Work required. Check every line below for the word "BoxError" and copy each one that has it.

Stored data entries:
--

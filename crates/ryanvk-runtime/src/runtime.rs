//! Runtime orchestration.
//!
//! [`RyanvkRuntime`] ties the pieces together: it loads and validates the
//! configuration, installs logging, composes every configured protocol and
//! hands out per-account staffs.

use std::path::Path;

use ryanvk_core::{Components, Staff};
use tracing::info;

use crate::config::{ConfigLoader, ProtocolConfig, RyanvkConfig, validate_config};
use crate::error::RuntimeResult;
use crate::logging;
use crate::registry::ProtocolRegistry;

/// The Ryanvk runtime.
pub struct RyanvkRuntime {
    config: RyanvkConfig,
    registry: ProtocolRegistry,
}

impl RyanvkRuntime {
    /// Creates a runtime builder for custom configuration.
    ///
    /// ```rust,ignore
    /// let runtime = RyanvkRuntime::builder()
    ///     .config_file("deploy/ryanvk.toml")
    ///     .profile("production")
    ///     .build()
    ///     .await?;
    /// ```
    pub fn builder() -> RuntimeBuilder {
        RuntimeBuilder::new()
    }

    /// Validates `config`, initialises logging and composes its protocols.
    ///
    /// An already installed subscriber is kept; a log file that cannot be
    /// opened is an error.
    pub async fn from_config(config: RyanvkConfig) -> RuntimeResult<Self> {
        validate_config(&config)?;
        logging::init_from_config(&config.logging)?;

        let registry = ProtocolRegistry::from_config(&config).await?;

        info!(
            log_level = %config.logging.level,
            protocols = config.protocols.len(),
            "Runtime initialized from configuration"
        );

        Ok(Self { config, registry })
    }

    pub fn config(&self) -> &RyanvkConfig {
        &self.config
    }

    pub fn registry(&self) -> &ProtocolRegistry {
        &self.registry
    }

    /// Creates the staff of an account that just came online.
    pub async fn connect(
        &self,
        protocol: &str,
        account: &str,
        components: Components,
    ) -> RuntimeResult<Staff> {
        self.registry
            .register_account(protocol, account, components)
            .await
    }

    /// Drops an account that went offline.
    pub async fn disconnect(&self, protocol: &str, account: &str) -> RuntimeResult<()> {
        self.registry.unregister_account(protocol, account).await
    }
}

/// Loads the configuration, then creates a [`RyanvkRuntime`].
///
/// ```rust,ignore
/// let runtime = RyanvkRuntime::builder()
///     .configure(|loader| loader.without_env())
///     .protocol(ProtocolConfig {
///         name: "console".into(),
///         collectors: vec![SubsetRef { namespace: "console".into(), identify: None }],
///     })
///     .build()
///     .await?;
/// ```
#[derive(Default)]
pub struct RuntimeBuilder {
    loader: ConfigLoader,
    extra_protocols: Vec<ProtocolConfig>,
}

impl RuntimeBuilder {
    pub fn new() -> Self {
        Self::default()
    }

    /// Adjusts the underlying [`ConfigLoader`].
    pub fn configure(mut self, f: impl FnOnce(ConfigLoader) -> ConfigLoader) -> Self {
        self.loader = f(self.loader);
        self
    }

    pub fn config_file(self, path: impl AsRef<Path>) -> Self {
        self.configure(|loader| loader.file(path))
    }

    pub fn profile(self, profile: impl Into<String>) -> Self {
        self.configure(|loader| loader.profile(profile))
    }

    pub fn search_path(self, path: impl AsRef<Path>) -> Self {
        self.configure(|loader| loader.search_path(path))
    }

    /// Adds a protocol after the configured ones.
    ///
    /// Figment replaces arrays when merging, so protocols given here are
    /// appended to the loaded list instead of going through the loader.
    pub fn protocol(mut self, protocol: ProtocolConfig) -> Self {
        self.extra_protocols.push(protocol);
        self
    }

    pub async fn build(self) -> RuntimeResult<RyanvkRuntime> {
        let mut config = self.loader.load()?;
        config.protocols.extend(self.extra_protocols);
        RyanvkRuntime::from_config(config).await
    }
}
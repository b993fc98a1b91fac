//! Performers: the receiver types implementations run against.

use std::any::Any;
use std::fmt;
use std::sync::Arc;

use futures::FutureExt;
use futures::future::{self, BoxFuture};

use crate::access::Access;
use crate::error::{BoxError, StaffError, StaffResult};
use crate::overload::TypeKey;
use crate::staff::Staff;

pub(crate) type Instance = Arc<dyn Any + Send + Sync>;

/// A type whose instances execute implementations for one collector.
///
/// A staff family (a staff plus everything derived from it with
/// [`Staff::ext`] or [`Staff::inject`]) constructs each performer type at
/// most once and hands the shared instance to every implementation bound to
/// that type. Components are not stored on the instance; they are read per
/// call through [`Component`](crate::Component) handles. Usually derived with
/// `#[derive(Performer)]`.
pub trait Performer: Send + Sync + 'static {
    fn construct(access: &Access<'_>) -> StaffResult<Self>
    where
        Self: Sized;

    /// Runs once after construction, before any implementation sees the
    /// instance. A failure leaves nothing cached.
    ///
    /// Concurrent first calls wait for this hook, so it must not call a
    /// capability implemented by this same performer type.
    fn on_enter<'a>(&'a self, staff: &'a Staff) -> BoxFuture<'a, Result<(), BoxError>> {
        let _ = staff;
        future::ready(Ok(())).boxed()
    }

    /// Runs from [`Staff::shutdown`], newest performer first.
    fn on_exit(&self) -> BoxFuture<'_, Result<(), BoxError>> {
        future::ready(Ok(())).boxed()
    }
}

type Construct = fn(&Access<'_>) -> StaffResult<Instance>;
type Enter = for<'a> fn(&'a Instance, &'a Staff) -> BoxFuture<'a, Result<(), BoxError>>;
type Exit = for<'a> fn(&'a Instance) -> BoxFuture<'a, Result<(), BoxError>>;

/// Type-erased handle to a [`Performer`] type.
#[derive(Clone, Copy)]
pub struct PerformerSlot {
    key: TypeKey,
    construct: Construct,
    enter: Enter,
    exit: Exit,
}

impl PerformerSlot {
    pub fn of<P: Performer>() -> Self {
        Self {
            key: TypeKey::of::<P>(),
            construct: construct_erased::<P>,
            enter: enter_erased::<P>,
            exit: exit_erased::<P>,
        }
    }

    pub fn key(&self) -> TypeKey {
        self.key
    }

    pub fn name(&self) -> &'static str {
        self.key.name()
    }

    pub(crate) fn construct(&self, access: &Access<'_>) -> StaffResult<Instance> {
        (self.construct)(access)
    }

    pub(crate) fn enter<'a>(
        &self,
        instance: &'a Instance,
        staff: &'a Staff,
    ) -> BoxFuture<'a, Result<(), BoxError>> {
        (self.enter)(instance, staff)
    }

    pub(crate) fn exit<'a>(&self, instance: &'a Instance) -> BoxFuture<'a, Result<(), BoxError>> {
        (self.exit)(instance)
    }
}

fn construct_erased<P: Performer>(access: &Access<'_>) -> StaffResult<Instance> {
    Ok(Arc::new(P::construct(access)?))
}

fn mismatch<P>() -> BoxFuture<'static, Result<(), BoxError>> {
    let err = StaffError::ShapeMismatch {
        capability: std::any::type_name::<P>(),
    };
    future::ready(Err(err.into())).boxed()
}

fn enter_erased<'a, P: Performer>(
    instance: &'a Instance,
    staff: &'a Staff,
) -> BoxFuture<'a, Result<(), BoxError>> {
    match (**instance).downcast_ref::<P>() {
        Some(performer) => performer.on_enter(staff),
        None => mismatch::<P>(),
    }
}

fn exit_erased<P: Performer>(instance: &Instance) -> BoxFuture<'_, Result<(), BoxError>> {
    match (**instance).downcast_ref::<P>() {
        Some(performer) => performer.on_exit(),
        None => mismatch::<P>(),
    }
}

impl fmt::Debug for PerformerSlot {
    fn fmt(&self, f: &mut fmt::Formatter<'_>) -> fmt::Result {
        f.debug_tuple("PerformerSlot").field(&self.key).finish()
    }
}
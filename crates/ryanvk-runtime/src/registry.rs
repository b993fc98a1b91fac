//! Protocol registry: composed layers per protocol and a staff per account.
//!
//! Protocols are composed once, from the exported collectors listed in the
//! configuration. Accounts come and go at run time; each gets a long-lived
//! [`Staff`] over its protocol's layers, carrying an `account` component.

use std::collections::HashMap;
use std::sync::Arc;

use ryanvk_core::{Components, Composition, Staff, compose, compose_subset};
use tokio::sync::RwLock;
use tracing::{debug, info, warn};

use crate::config::{ProtocolConfig, RyanvkConfig};
use crate::error::{RuntimeError, RuntimeResult};

/// Component name under which each account staff carries its account id.
pub const ACCOUNT_COMPONENT: &str = "account";

/// Composed protocols and the live staff of each account.
#[derive(Default)]
pub struct ProtocolRegistry {
    protocols: Arc<RwLock<HashMap<String, Composition>>>,
    staffs: Arc<RwLock<HashMap<(String, String), Staff>>>,
}

impl ProtocolRegistry {
    pub fn new() -> Self {
        Self::default()
    }

    /// Composes every protocol listed in `config`.
    pub async fn from_config(config: &RyanvkConfig) -> RuntimeResult<Self> {
        let registry = Self::new();
        for protocol in &config.protocols {
            let composition = compose_protocol(protocol)?;
            registry.add_protocol(&protocol.name, composition).await?;
        }
        Ok(registry)
    }

    /// Registers an already composed protocol.
    pub async fn add_protocol(&self, name: &str, composition: Composition) -> RuntimeResult<()> {
        let mut protocols = self.protocols.write().await;
        if protocols.contains_key(name) {
            return Err(RuntimeError::ProtocolExists(name.to_owned()));
        }
        info!(protocol = %name, layers = composition.len(), "Registered protocol");
        protocols.insert(name.to_owned(), composition);
        Ok(())
    }

    pub async fn composition(&self, protocol: &str) -> Option<Composition> {
        self.protocols.read().await.get(protocol).cloned()
    }

    pub async fn protocol_names(&self) -> Vec<String> {
        self.protocols.read().await.keys().cloned().collect()
    }

    /// Creates the staff of a newly connected account.
    ///
    /// `components` typically carries the account's connection; the account id
    /// is added as [`ACCOUNT_COMPONENT`].
    pub async fn register_account(
        &self,
        protocol: &str,
        account: &str,
        components: Components,
    ) -> RuntimeResult<Staff> {
        let composition = self
            .composition(protocol)
            .await
            .ok_or_else(|| RuntimeError::ProtocolNotFound(protocol.to_owned()))?;

        let mut staffs = self.staffs.write().await;
        let key = (protocol.to_owned(), account.to_owned());
        if staffs.contains_key(&key) {
            return Err(RuntimeError::AccountExists {
                protocol: protocol.to_owned(),
                account: account.to_owned(),
            });
        }

        let staff = Staff::new(
            composition,
            components.with(ACCOUNT_COMPONENT, account.to_owned()),
        );
        info!(protocol = %protocol, account = %account, "Registered account");
        staffs.insert(key, staff.clone());
        Ok(staff)
    }

    /// Drops an account's staff and shuts its performers down.
    ///
    /// A failing exit hook is logged; the account is gone either way.
    pub async fn unregister_account(&self, protocol: &str, account: &str) -> RuntimeResult<()> {
        let removed = self
            .staffs
            .write()
            .await
            .remove(&(protocol.to_owned(), account.to_owned()));
        let Some(staff) = removed else {
            return Err(RuntimeError::AccountNotFound {
                protocol: protocol.to_owned(),
                account: account.to_owned(),
            });
        };

        if let Err(err) = staff.shutdown().await {
            warn!(protocol = %protocol, account = %account, error = %err, "Account shutdown failed");
        }
        info!(protocol = %protocol, account = %account, "Unregistered account");
        Ok(())
    }

    pub async fn get(&self, protocol: &str, account: &str) -> Option<Staff> {
        self.staffs
            .read()
            .await
            .get(&(protocol.to_owned(), account.to_owned()))
            .cloned()
    }

    /// Accounts registered for `protocol`.
    pub async fn accounts(&self, protocol: &str) -> Vec<String> {
        self.staffs
            .read()
            .await
            .keys()
            .filter(|(p, _)| p == protocol)
            .map(|(_, a)| a.clone())
            .collect()
    }

    pub async fn count(&self) -> usize {
        self.staffs.read().await.len()
    }
}

/// Composes the collectors a protocol lists, in order.
pub fn compose_protocol(protocol: &ProtocolConfig) -> RuntimeResult<Composition> {
    let compose_error = |source| RuntimeError::Compose {
        protocol: protocol.name.clone(),
        source,
    };

    let mut artifacts = Vec::new();
    for subset in &protocol.collectors {
        let found =
            compose_subset(&subset.namespace, subset.identify.as_deref()).map_err(compose_error)?;
        debug!(protocol = %protocol.name, subset = %subset, collectors = found.len(), "Selected collectors");
        artifacts.extend(found);
    }
    compose(artifacts).map_err(compose_error)
}
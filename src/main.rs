use std::collections::BTreeMap;
use std::path::{Path, PathBuf};

use anyhow::{bail, Context, Result};
use chrono::NaiveDate;
use tracing::{info, warn};
use tracing_subscriber::{layer::SubscriberExt, util::SubscriberInitExt, EnvFilter};

use cycletrack_core::{
    export_backup, migrate, restore_backup, Engine, JsonRecordStore, JsonScalarStore, RecordStore,
    ScalarStore, SystemClock,
};

use cycletrack::config::{Command, Config, Settings};
use cycletrack::monitor::{PollMessage, Poller};
use cycletrack::report;
use cycletrack::telemetry::SysfsTelemetry;

#[tokio::main]
async fn main() -> Result<()> {
    // Parse CLI arguments
    let cli = Config::parse_args();

    // Setup logging
    setup_logging(cli.debug);

    // Load settings
    let mut settings = Settings::load(cli.config.as_ref())?;
    settings.merge_cli(&cli);
    settings.validate();

    let data_dir = settings.data_dir();
    let records_path = data_dir.join("records.json");
    let state_path = data_dir.join("state.json");

    match cli.command {
        Some(Command::Where) => {
            println!("records: {}", records_path.display());
            println!("state:   {}", state_path.display());
            println!("config:  {}", config_hint(cli.config.as_ref()));
            Ok(())
        }
        Some(Command::Export { dir }) => {
            let records = open_records(&records_path)?;
            let (daily, breakdowns) = export_backup(&records.all(), &dir, &SystemClock)?;
            println!("wrote {}", daily.display());
            println!("wrote {}", breakdowns.display());
            Ok(())
        }
        Some(Command::Restore { files }) => {
            let mut records = open_records(&records_path)?;
            let report = restore_backup(&files, &mut records, &SystemClock)?;
            println!(
                "restored {} days ({} skipped), {} breakdowns ({} skipped)",
                report.inserted_daily,
                report.skipped_daily,
                report.inserted_breakdowns,
                report.skipped_breakdowns,
            );
            Ok(())
        }
        Some(Command::Status) => {
            let (mut engine, mut records, mut scalars) =
                open_engine(&settings, &records_path, &state_path, &data_dir)?;
            let telemetry = open_telemetry(&settings)?;
            let snapshot = engine.tick(&SystemClock, &telemetry, &mut records, &mut scalars);
            println!("{}", report::render(&snapshot));
            Ok(())
        }
        None => {
            let (engine, records, scalars) =
                open_engine(&settings, &records_path, &state_path, &data_dir)?;
            let telemetry = open_telemetry(&settings)?;
            let poller = Poller::new(
                settings,
                engine,
                telemetry,
                Box::new(records),
                Box::new(scalars),
                cli.detail,
            );
            watch(poller.start()).await;
            Ok(())
        }
    }
}

async fn watch(mut rx: tokio::sync::mpsc::Receiver<PollMessage>) {
    while let Some(message) = rx.recv().await {
        match message {
            PollMessage::Updated(snapshot) => {
                println!("{}\n", report::render(&snapshot));
            }
            PollMessage::Error(message) => {
                warn!("{message}");
            }
        }
    }
}

fn open_records(path: &Path) -> Result<JsonRecordStore> {
    JsonRecordStore::open(path)
        .with_context(|| format!("Failed to open record store: {}", path.display()))
}

fn open_engine(
    settings: &Settings,
    records_path: &Path,
    state_path: &Path,
    data_dir: &Path,
) -> Result<(Engine, JsonRecordStore, JsonScalarStore)> {
    let mut records = open_records(records_path)?;
    let mut scalars = JsonScalarStore::open(state_path);
    let mut state = scalars
        .load()
        .with_context(|| format!("Failed to load scalar state: {}", state_path.display()))?;

    import_legacy(data_dir, &mut records, &mut state, &mut scalars)?;

    Ok((
        Engine::new(settings.engine_config(), state),
        records,
        scalars,
    ))
}

/// Import the pre-0.3 flat day -> cycles map, if one is still around.
fn import_legacy(
    data_dir: &Path,
    records: &mut JsonRecordStore,
    state: &mut cycletrack_core::ScalarState,
    scalars: &mut JsonScalarStore,
) -> Result<()> {
    if state.legacy_cycles_imported {
        return Ok(());
    }
    let legacy_path = data_dir.join("daily_cycles.json");
    if !legacy_path.exists() {
        return Ok(());
    }

    let content = std::fs::read_to_string(&legacy_path)
        .with_context(|| format!("Failed to read legacy file: {}", legacy_path.display()))?;
    let legacy: BTreeMap<NaiveDate, i64> = serde_json::from_str(&content)
        .with_context(|| format!("Failed to parse legacy file: {}", legacy_path.display()))?;

    let imported = migrate::import_legacy_daily_cycles(&legacy, records, state)?;
    scalars.save(state)?;
    if imported > 0 {
        info!(
            "imported {imported} day(s) from {}",
            legacy_path.display()
        );
    }
    Ok(())
}

fn open_telemetry(settings: &Settings) -> Result<SysfsTelemetry> {
    if let Some(ref path) = settings.battery_path {
        return Ok(SysfsTelemetry::with_battery_path(path.clone()));
    }
    match SysfsTelemetry::discover() {
        Some(telemetry) => Ok(telemetry),
        None => bail!("no battery found under /sys/class/power_supply"),
    }
}

fn config_hint(custom: Option<&PathBuf>) -> String {
    if let Some(path) = custom {
        return path.display().to_string();
    }
    dirs::config_dir()
        .map(|p| p.join("cycletrack/config.toml").display().to_string())
        .unwrap_or_else(|| "~/.config/cycletrack/config.toml".to_string())
}

fn setup_logging(debug: bool) {
    let filter = EnvFilter::new(log_directives(debug));

    tracing_subscriber::registry()
        .with(filter)
        .with(tracing_subscriber::fmt::layer().with_target(false))
        .init();
}

/// Filter directives covering both the binary and the core crate, so engine
/// degradation warnings are not silently dropped.
fn log_directives(debug: bool) -> &'static str {
    if debug {
        "cycletrack=debug,cycletrack_core=debug"
    } else {
        "cycletrack=info,cycletrack_core=info"
    }
}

--

Exercise response.
use crate::error::{BoxError, StaffError, StaffResult};
    fn on_enter<'a>(&'a self, staff: &'a Staff) -> BoxFuture<'a, Result<(), BoxError>> {
    fn on_exit(&self) -> BoxFuture<'_, Result<(), BoxError>> {
type Enter = for<'a> fn(&'a Instance, &'a Staff) -> BoxFuture<'a, Result<(), BoxError>>;
type Exit = for<'a> fn(&'a Instance) -> BoxFuture<'a, Result<(), BoxError>>;
    ) -> BoxFuture<'a, Result<(), BoxError>> {
    pub(crate) fn exit<'a>(&self, instance: &'a Instance) -> BoxFuture<'a, Result<(), BoxError>> {
fn mismatch<P>() -> BoxFuture<'static, Result<(), BoxError>> {
) -> BoxFuture<'a, Result<(), BoxError>> {
fn exit_erased<P: Performer>(instance: &Instance) -> BoxFuture<'_, Result<(), BoxError>> {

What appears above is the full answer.